As the owner and founder of Queen Tackle, a small North Carolina fishing tackle business I run with my son, we help contribute to the $2 trillion American manufacturing industry. But as a small business, we’re also acutely aware of our bottom line.
I currently have a patent pending, and as someone who speaks to others in similar manufacturing businesses, I know that reforms in the American patent system have played a critical role in our economic resurgence. Undoing these reforms, as some now want to do, would put companies like mine at risk.
Patent-trolls frequently target American manufacturers. This is exactly what I recently experienced. A much larger competitor accused me of patent infringement and filed suit, never even specifying the patent that had allegedly been infringed upon. Challenging this suit has not been cheap. And battling a case like this in the courts is a long, slow process. Many small companies might just give up.
It’s critical that government help weed out poor-quality patents. But the challenge of investigating these patents has grown in recent decades.
In part, because the number of patent examiners — those Patent and Trademark Office specialists whose job it is to decide if an application really fits the legal requirements for patentability — has failed to keep up with the volume and complexity of new filings. With only 8,500 specialists, the typical patent receives fewer than 20 hours of examiner attention — no matter how complicated the case.
What’s more, once an examiner made its ruling, the PTO had no process for double-checking if it had made a mistake. Challengers and defenders of patents had to shoulder the high expenses of a full-blown court battle, including the costs of discovery and an expensive trial.
The process favored well-heeled players, whichever side they were on. Even more worrisome was that these questionable patents had to be debated before a federal court, in front of a judge and jury, who may have no background in intellectual property law.
This all changed in the wake of the Great Recession when Congress enacted the American Invents Act of 2011. The legislation overhauled the Patent and Trademark Office so it could determine intellectual property rights in a faster, more efficient, and more affordable process, than through the courts.
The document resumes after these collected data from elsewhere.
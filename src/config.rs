use reqwest::Url;
use std::time::Duration;

use crate::api::parse_base_url;
use crate::client::{ApiClient, ReqwestHttp};
use crate::error::ClientError;
use crate::pages::PageOptions;

pub const DEFAULT_BASE_URL: &str = "http://localhost";
pub const BASE_URL_ENV: &str = "SKI_RESULTS_BASE_URL";

/// Runtime settings shared by every command
#[derive(Debug, Clone)]
pub struct Config {
    pub base_url: Url,
    /// None waits for the server indefinitely
    pub timeout: Option<Duration>,
    pub long_times: bool,
}

impl Config {
    pub fn new(base_url: &str, timeout_secs: Option<u64>, long_times: bool) -> Result<Config, ClientError> {
        Ok(Config {
            base_url: parse_base_url(base_url)?,
            timeout: timeout_secs.filter(|&secs| secs > 0).map(Duration::from_secs),
            long_times,
        })
    }

    pub fn http_client(&self) -> Result<ApiClient<ReqwestHttp>, ClientError> {
        let http = ReqwestHttp::new(self.timeout)?;
        Ok(ApiClient::new(http, self.base_url.clone()))
    }

    pub fn page_options(&self) -> PageOptions {
        PageOptions { long_times: self.long_times }
    }
}

#[cfg(test)]
mod tests {
    use super::*;

    #[test]
    fn test_config_new() {
        let config = Config::new("https://results.example.com", Some(10), true).unwrap();
        assert_eq!(config.base_url.as_str(), "https://results.example.com/");
        assert_eq!(config.timeout, Some(Duration::from_secs(10)));
        assert!(config.page_options().long_times);
    }

    #[test]
    fn test_default_base_url_uses_port_80() {
        let config = Config::new(DEFAULT_BASE_URL, None, false).unwrap();
        assert_eq!(config.base_url.as_str(), "http://localhost/");
        assert_eq!(config.base_url.port_or_known_default(), Some(80));
    }

    #[test]
    fn test_zero_timeout_means_none() {
        let config = Config::new(DEFAULT_BASE_URL, Some(0), false).unwrap();
        assert_eq!(config.timeout, None);
    }

    #[test]
    fn test_invalid_base_url() {
        let err = Config::new("localhost", None, false).unwrap_err();
        assert!(err.to_string().contains("invalid base url"));
    }
}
A central part of the AIA is the inter partes review (IPR), an administrative tribunal that reviews ambiguous patents. The IPR process looks a lot like a jury, but there is only one thing up for debate — whether or not the USPTO should have issued a specific patent. And the decision is determined by an informed and experienced patent examiner.
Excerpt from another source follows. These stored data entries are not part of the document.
#[cfg(test)]
mod tests {
    use super::*;
    use crate::error::Result;
    use crate::process::{CommandExecutor, ProcessOutput};
    use crate::scanner::Severity;
    use crate::session::{LogLevel, SessionOptions};
    use async_trait::async_trait;
    use std::sync::{Arc, Mutex};

    const SBOM: &str =
        r#"{"artifacts": [{"name": "openssl"}, {"name": "zlib"}, {"name": "bash"}]}"#;
    const MATCHES: &str = r#"{"matches": [
        {"vulnerability": {"id": "CVE-2024-0001", "severity": "Critical",
                           "fix": {"versions": ["3.0.13"]}},
         "artifact": {"name": "openssl", "version": "3.0.2"}},
        {"vulnerability": {"id": "CVE-2024-0002", "severity": "medium"},
         "artifact": {"name": "zlib", "version": "1.2.13"}}
    ]}"#;

    /// Writes canned documents to wherever the tools were told to write.
    struct FixtureExecutor {
        sbom: Option<&'static str>,
        matches: Option<&'static str>,
        failing_program: Option<&'static str>,
        calls: Mutex<Vec<Invocation>>,
    }

    impl FixtureExecutor {
        fn new() -> Self {
            Self {
                sbom: Some(SBOM),
                matches: Some(MATCHES),
                failing_program: None,
                calls: Mutex::new(Vec::new()),
            }
        }

        fn programs(&self) -> Vec<String> {
            self.calls.lock().unwrap().iter().map(|c| c.program.clone()).collect()
        }
    }

    #[async_trait]
    impl CommandExecutor for FixtureExecutor {
        async fn execute(&self, invocation: &Invocation) -> Result<ProcessOutput> {
            self.calls.lock().unwrap().push(invocation.clone());
            if self.failing_program == Some(invocation.program.as_str()) {
                return Ok(ProcessOutput {
                    exit_code: Some(1),
                    stderr: "boom".into(),
                    ..Default::default()
                });
            }
            let document = match invocation.program.as_str() {
                "syft" => self.sbom,
                "grype" => self.matches,
                _ => None,
            };
            if let (Some(doc), Some(path)) = (document, invocation.flag_value("--file")) {
                std::fs::write(path, doc).unwrap();
            }
            Ok(ProcessOutput { exit_code: Some(0), ..Default::default() })
        }
    }

    fn setup(executor: FixtureExecutor) -> (ImageScanner, Arc<FixtureExecutor>, ScanHandle) {
        let executor = Arc::new(executor);
        let scanner =
            ImageScanner::new(ProcessRunner::new(executor.clone()), ToolConfig::default());
        let scan = ScanHandle::new("scan-img", "img", vec![], SessionOptions::default());
        (scanner, executor, scan)
    }

    #[tokio::test]
    async fn test_scan_image_success() {
        let (scanner, executor, scan) = setup(FixtureExecutor::new());
        let dir = tempfile::tempdir().unwrap();

        let result = scanner.scan_image(&scan, "  nginx:latest ", dir.path()).await.unwrap();
        assert_eq!(result.image, "nginx:latest");
        assert_eq!(result.package_count, 3);
        assert_eq!(result.vulnerability_count, 2);
        assert_eq!(result.severity.critical, 1);
        assert_eq!(result.severity.medium, 1);
        assert_eq!(result.exploitable_count, 1);
        assert_eq!(result.findings[0].severity, Severity::Critical);
        assert_eq!(result.findings[0].fixed_in, vec!["3.0.13"]);

        assert_eq!(executor.programs(), vec!["docker", "syft", "grype"]);
        let calls = executor.calls.lock().unwrap().clone();
        assert_eq!(calls[0].args, vec!["pull", "--", "nginx:latest"]);
        assert_eq!(&calls[1].args[..4], ["scan", "-o", "json", "--file"]);
        assert_eq!(&calls[1].args[5..], ["--", "nginx:latest"]);
        assert!(calls[1].flag_value("--file").unwrap().ends_with("nginx-latest_sbom.json"));
        assert!(calls[2].args[0].starts_with("sbom:"));

        let logs = scan.logs().await;
        assert!(logs.iter().any(|l| l.message == "Found 3 packages in nginx:latest"));
        assert!(logs
            .iter()
            .any(|l| l.level == LogLevel::Warn && l.message.starts_with("Severity breakdown")));
    }

    #[tokio::test]
    async fn test_invalid_reference_spawns_nothing() {
        let (scanner, executor, scan) = setup(FixtureExecutor::new());
        let dir = tempfile::tempdir().unwrap();

        let err = scanner.scan_image(&scan, "nginx; rm -rf /", dir.path()).await.unwrap_err();
        assert!(matches!(err, TargetFailure::InvalidReference { .. }));
        assert!(executor.programs().is_empty());
        assert_eq!(scan.logs().await[0].level, LogLevel::Error);
    }

    #[tokio::test]
    async fn test_fetch_failure_stops_pipeline() {
        let mut fixture = FixtureExecutor::new();
        fixture.failing_program = Some("docker");
        let (scanner, executor, scan) = setup(fixture);
        let dir = tempfile::tempdir().unwrap();

        let err = scanner.scan_image(&scan, "nginx:latest", dir.path()).await.unwrap_err();
        match err {
            TargetFailure::FetchFailed { output, .. } => assert_eq!(output, "boom"),
            other => panic!("unexpected failure: {:?}", other),
        }
        assert_eq!(executor.programs(), vec!["docker"]);
    }

    #[tokio::test]
    async fn test_unparsable_sbom_degrades_package_count() {
        let mut fixture = FixtureExecutor::new();
        fixture.sbom = Some("this is not json");
        let (scanner, _executor, scan) = setup(fixture);
        let dir = tempfile::tempdir().unwrap();

        let result = scanner.scan_image(&scan, "alpine:3.19", dir.path()).await.unwrap();
        assert_eq!(result.package_count, 0);
        assert_eq!(result.vulnerability_count, 2);
        assert!(scan
            .logs()
            .await
            .iter()
            .any(|l| l.level == LogLevel::Warn && l.message.starts_with("Could not parse SBOM")));
    }

    #[tokio::test]
    async fn test_missing_sbom_fails_target() {
        let mut fixture = FixtureExecutor::new();
        fixture.sbom = Some("");
        let (scanner, executor, scan) = setup(fixture);
        let dir = tempfile::tempdir().unwrap();

        let err = scanner.scan_image(&scan, "alpine", dir.path()).await.unwrap_err();
        assert!(matches!(err, TargetFailure::SbomMissing { .. }));
        assert_eq!(executor.programs(), vec!["docker", "syft"]);
    }

    #[tokio::test]
    async fn test_unreadable_matcher_output_fails_target() {
        let mut fixture = FixtureExecutor::new();
        fixture.matches = None;
        let (scanner, _executor, scan) = setup(fixture);
        let dir = tempfile::tempdir().unwrap();

        let err = scanner.scan_image(&scan, "alpine", dir.path()).await.unwrap_err();
        assert!(matches!(err, TargetFailure::MatchOutputUnreadable { .. }));
    }

    #[tokio::test]
    async fn test_pull_disabled_skips_fetch() {
        let executor = Arc::new(FixtureExecutor::new());
        let tools = ToolConfig { pull_images: false, ..ToolConfig::default() };
        let scanner = ImageScanner::new(ProcessRunner::new(executor.clone()), tools);
        let scan = ScanHandle::new("scan-np", "np", vec![], SessionOptions::default());
        let dir = tempfile::tempdir().unwrap();

        let image = "registry.local:5000/team/app@sha256:abc";
        scanner.scan_image(&scan, image, dir.path()).await.unwrap();
        assert_eq!(executor.programs(), vec!["syft", "grype"]);
    }

    #[tokio::test]
    async fn test_dash_prefixed_reference_is_never_a_flag() {
        let (scanner, executor, scan) = setup(FixtureExecutor::new());
        let dir = tempfile::tempdir().unwrap();

        for image in ["--help", "-q", "--platform"] {
            assert!(validate_image_reference(image));
            scanner.scan_image(&scan, image, dir.path()).await.unwrap();
        }

        let calls = executor.calls.lock().unwrap().clone();
        assert_eq!(calls.len(), 9);
        for call in calls.iter().filter(|c| c.program != "grype") {
            // The reference only ever appears after the end-of-options marker
            let marker = call.args.iter().position(|a| a == "--").unwrap();
            assert_eq!(marker, call.args.len() - 2, "{:?}", call.args);
            let flags = &call.args[..marker];
            assert!(flags.iter().all(|a| !["--help", "-q", "--platform"].contains(&a.as_str())));
        }
        for call in calls.iter().filter(|c| c.program == "grype") {
            assert!(call.args[0].starts_with("sbom:"), "{:?}", call.args);
        }
    }

    #[test]
    fn test_parse_version_output() {
        let multi = "Application:   syft\nVersion:       1.4.1\nBuildDate:     2024-05-01\n";
        assert_eq!(parse_version_output(multi).as_deref(), Some("1.4.1"));
        assert_eq!(parse_version_output("grype 0.77.0\n").as_deref(), Some("0.77.0"));
        assert_eq!(parse_version_output("   \n"), None);
    }
}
The good news is that this new IPR system is working, making it harder for patent trolls to hold up inventors and ensuring experts are reviewing the patents. As Stanford law professor Mark Lemley told the New York Times, IPR “probably hasn’t made patent trolls go away, but it’s changed their demands. Now they sue and ask for $50,000 rather than… $1 million.”
By some estimates the total savings in legal fees since IPR was created is in excess of $2 billion — far more affordable than litigation. What’s more, 80 percent of selections lead to invalidating the challenged patents.
When appealed, as the parties have a right to do, 89 percent of IPR findings are upheld in federal Circuit Courts. This shows the process is working.
Some still worry that the number of reviews itself is too high, undermining the patent system. But of the more than 338,000 patents granted in 2018, and 3 million patents in-force today, only 859 were re-examined that year.
Put another way, only 0.2 percent of patents granted last year, and 0.0001 of all those in force today, went through the re-examination process.
The IPR process may be the single, most effective productivity, quality control and transparency reform Washington has undertaken in modern times. For small inventors and manufacturers like me, the IPR process means one thing: Defending the intellectual property that is essential to our businesses and growth does not mean that we are flirting with financial ruin.
We benefit. Even more, America does.